* **RECORDS SUPPLIED**:
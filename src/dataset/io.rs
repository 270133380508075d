//! Dataset CSV loading (Arrow CSV reader)
//!
//! Dataset files have a header row; the first column is the timestamp, the
//! last column is the integer anomaly label, and everything in between is a
//! value channel.

use std::fs::File;
use std::path::Path;
use std::sync::Arc;

use arrow::array::{Array, Float64Array, Int64Array};
use arrow::compute::{cast, concat_batches};
use arrow::csv::reader::Format;
use arrow::csv::ReaderBuilder;
use arrow::datatypes::DataType;
use arrow::record_batch::RecordBatch;

use crate::metrics::NumericArray;
use crate::{Error, Result};

/// Dense row-major matrix of value channels.
#[derive(Debug, Clone, PartialEq)]
pub struct DataMatrix {
    rows: usize,
    columns: usize,
    values: Vec<f64>,
}

impl DataMatrix {
    /// Create a matrix from row-major values.
    ///
    /// # Errors
    ///
    /// Returns `Error::Storage` if `values.len() != rows * columns`.
    pub fn new(rows: usize, columns: usize, values: Vec<f64>) -> Result<Self> {
        if rows * columns != values.len() {
            return Err(Error::Storage(format!(
                "matrix of shape ({rows}, {columns}) cannot hold {} values",
                values.len()
            )));
        }
        Ok(Self {
            rows,
            columns,
            values,
        })
    }

    /// Single-channel matrix from a series.
    #[must_use]
    pub fn from_series(series: Vec<f64>) -> Self {
        Self {
            rows: series.len(),
            columns: 1,
            values: series,
        }
    }

    /// Row-major matrix from equally long columns.
    ///
    /// # Errors
    ///
    /// Returns `Error::Storage` if a column does not have `rows` entries.
    pub fn from_columns(rows: usize, columns: &[Vec<f64>]) -> Result<Self> {
        if let Some(short) = columns.iter().find(|column| column.len() != rows) {
            return Err(Error::Storage(format!(
                "column of length {} does not match {rows} rows",
                short.len()
            )));
        }
        let mut values = Vec::with_capacity(rows * columns.len());
        for row in 0..rows {
            values.extend(columns.iter().map(|column| column[row]));
        }
        Self::new(rows, columns.len(), values)
    }

    /// Number of rows (time steps).
    #[must_use]
    pub const fn rows(&self) -> usize {
        self.rows
    }

    /// Number of columns (channels).
    #[must_use]
    pub const fn columns(&self) -> usize {
        self.columns
    }

    /// All values in row-major order.
    #[must_use]
    pub fn values(&self) -> &[f64] {
        &self.values
    }

    /// Values of one row.
    #[must_use]
    pub fn row(&self, index: usize) -> &[f64] {
        &self.values[index * self.columns..(index + 1) * self.columns]
    }

    /// Copy of one column.
    #[must_use]
    pub fn column(&self, index: usize) -> Vec<f64> {
        self.values
            .iter()
            .skip(index)
            .step_by(self.columns.max(1))
            .copied()
            .collect()
    }
}

/// A decoded dataset file.
#[derive(Debug, Clone)]
pub struct DatasetFrame {
    batch: RecordBatch,
}

impl DatasetFrame {
    /// Wrap an existing record batch.
    #[must_use]
    pub const fn new(batch: RecordBatch) -> Self {
        Self { batch }
    }

    /// `(rows, columns)` including timestamp and label columns.
    #[must_use]
    pub fn shape(&self) -> (usize, usize) {
        (self.batch.num_rows(), self.batch.num_columns())
    }

    /// Column names from the header row.
    #[must_use]
    pub fn column_names(&self) -> Vec<String> {
        self.batch
            .schema()
            .fields()
            .iter()
            .map(|field| field.name().clone())
            .collect()
    }

    /// Underlying record batch.
    #[must_use]
    pub const fn batch(&self) -> &RecordBatch {
        &self.batch
    }

    /// Column converted to `f64`; missing values become NaN.
    ///
    /// # Errors
    ///
    /// Returns an error if the index is out of range or the column is not numeric.
    pub fn column_f64(&self, index: usize) -> Result<Vec<f64>> {
        let column = self.checked_column(index)?;
        let converted = cast(column, &DataType::Float64)?;
        let values = converted
            .as_any()
            .downcast_ref::<Float64Array>()
            .ok_or_else(|| Error::Storage(format!("column {index} is not numeric")))?;
        Ok(values.iter().map(|v| v.unwrap_or(f64::NAN)).collect())
    }

    /// Column converted to `i64`.
    ///
    /// # Errors
    ///
    /// Returns an error if the column contains missing or non-integral entries.
    pub fn column_i64(&self, index: usize) -> Result<Vec<i64>> {
        let column = self.checked_column(index)?;
        let converted = cast(column, &DataType::Int64)?;
        let values = converted
            .as_any()
            .downcast_ref::<Int64Array>()
            .ok_or_else(|| Error::Storage(format!("column {index} is not integral")))?;
        if values.null_count() > 0 {
            return Err(Error::Storage(format!(
                "column {index} contains {} missing or non-integral entries",
                values.null_count()
            )));
        }
        Ok(values.values().to_vec())
    }

    /// All columns (timestamp and label included) as a matrix.
    ///
    /// # Errors
    ///
    /// Returns an error if a column is not numeric.
    pub fn to_matrix(&self) -> Result<DataMatrix> {
        let (rows, columns) = self.shape();
        let channels = (0..columns)
            .map(|index| self.column_f64(index))
            .collect::<Result<Vec<_>>>()?;
        DataMatrix::from_columns(rows, &channels)
    }

    fn checked_column(&self, index: usize) -> Result<&Arc<dyn Array>> {
        if index >= self.batch.num_columns() {
            return Err(Error::Storage(format!(
                "column index {index} out of bounds (dataset has {} columns)",
                self.batch.num_columns()
            )));
        }
        Ok(self.batch.column(index))
    }
}

/// Read a dataset CSV file.
///
/// # Errors
///
/// Returns an error if the file cannot be opened or parsed.
pub fn load_dataset(path: &Path) -> Result<DatasetFrame> {
    let open = || {
        File::open(path).map_err(|e| {
            Error::Storage(format!("failed to open dataset {}: {e}", path.display()))
        })
    };

    let format = Format::default().with_header(true);
    let (schema, _) = format.infer_schema(open()?, None)?;
    let schema = Arc::new(schema);

    let reader = ReaderBuilder::new(Arc::clone(&schema))
        .with_header(true)
        .build(open()?)?;
    let batches = reader.collect::<std::result::Result<Vec<_>, _>>()?;
    let batch = concat_batches(&schema, &batches)?;

    tracing::trace!(path = %path.display(), rows = batch.num_rows(), "loaded dataset");
    Ok(DatasetFrame::new(batch))
}

/// Value channels of a dataset (all columns except the first and the last).
///
/// # Errors
///
/// Returns `Error::Configuration` if the frame has fewer than three columns.
pub fn extract_features(frame: &DatasetFrame) -> Result<DataMatrix> {
    let (rows, columns) = frame.shape();
    if columns < 3 {
        return Err(Error::Configuration(format!(
            "dataset has shape ({rows}, {columns}); expected timestamp, value and label columns"
        )));
    }

    let channels = (1..columns - 1)
        .map(|index| frame.column_f64(index))
        .collect::<Result<Vec<_>>>()?;
    DataMatrix::from_columns(rows, &channels)
}

/// Anomaly labels (last column) of a dataset file as an integer array.
///
/// # Errors
///
/// Returns an error if the file cannot be read or the label column is not integral.
pub fn load_labels_only(path: &Path) -> Result<NumericArray> {
    let frame = load_dataset(path)?;
    let (_, columns) = frame.shape();
    if columns == 0 {
        return Err(Error::Storage(format!(
            "dataset {} has no columns",
            path.display()
        )));
    }
    Ok(NumericArray::integers(frame.column_i64(columns - 1)?))
}

#[cfg(test)]
mod tests {
    use super::*;
    use std::io::Write;

    fn write_csv(contents: &str) -> tempfile::NamedTempFile {
        let mut file = tempfile::NamedTempFile::new().unwrap();
        file.write_all(contents.as_bytes()).unwrap();
        file
    }

    #[test]
    fn test_load_and_extract() {
        let file = write_csv("timestamp,a,b,is_anomaly\n0,1.0,10,0\n1,2.0,20,1\n2,3.5,30,0\n");
        let frame = load_dataset(file.path()).unwrap();
        assert_eq!(frame.shape(), (3, 4));
        assert_eq!(frame.column_names()[1], "a");

        let features = extract_features(&frame).unwrap();
        assert_eq!(features.rows(), 3);
        assert_eq!(features.columns(), 2);
        assert_eq!(features.row(1), &[2.0, 20.0]);
        assert_eq!(features.column(0), vec![1.0, 2.0, 3.5]);

        let full = frame.to_matrix().unwrap();
        assert_eq!(full.columns(), 4);
        assert_eq!(full.row(2), &[2.0, 3.5, 30.0, 0.0]);
    }

    #[test]
    fn test_labels_only() {
        let file = write_csv("timestamp,value,is_anomaly\n0,0.5,0\n1,0.7,1\n");
        let labels = load_labels_only(file.path()).unwrap();
        assert!(labels.is_integer());
        assert_eq!(labels.len(), 2);
    }

    #[test]
    fn test_too_few_columns() {
        let file = write_csv("timestamp,is_anomaly\n0,0\n1,1\n");
        let frame = load_dataset(file.path()).unwrap();
        assert!(matches!(
            extract_features(&frame),
            Err(Error::Configuration(_))
        ));
    }

    #[test]
    fn test_missing_file() {
        let err = load_dataset(Path::new("/nonexistent/dataset.csv")).unwrap_err();
        assert!(err.to_string().contains("failed to open dataset"));
    }

    #[test]
    fn test_matrix_shape_mismatch() {
        assert!(DataMatrix::new(2, 2, vec![1.0; 3]).is_err());
        let matrix = DataMatrix::from_series(vec![1.0, 2.0]);
        assert_eq!(matrix.columns(), 1);
    }
}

* **DIRECTIONS FOR THIS TASK**: Copy out all lines of the material containing the word "DataType".

* **EXPECTED ANSWER**:
use arrow::datatypes::DataType;
        let converted = cast(column, &DataType::Float64)?;
        let converted = cast(column, &DataType::Int64)?;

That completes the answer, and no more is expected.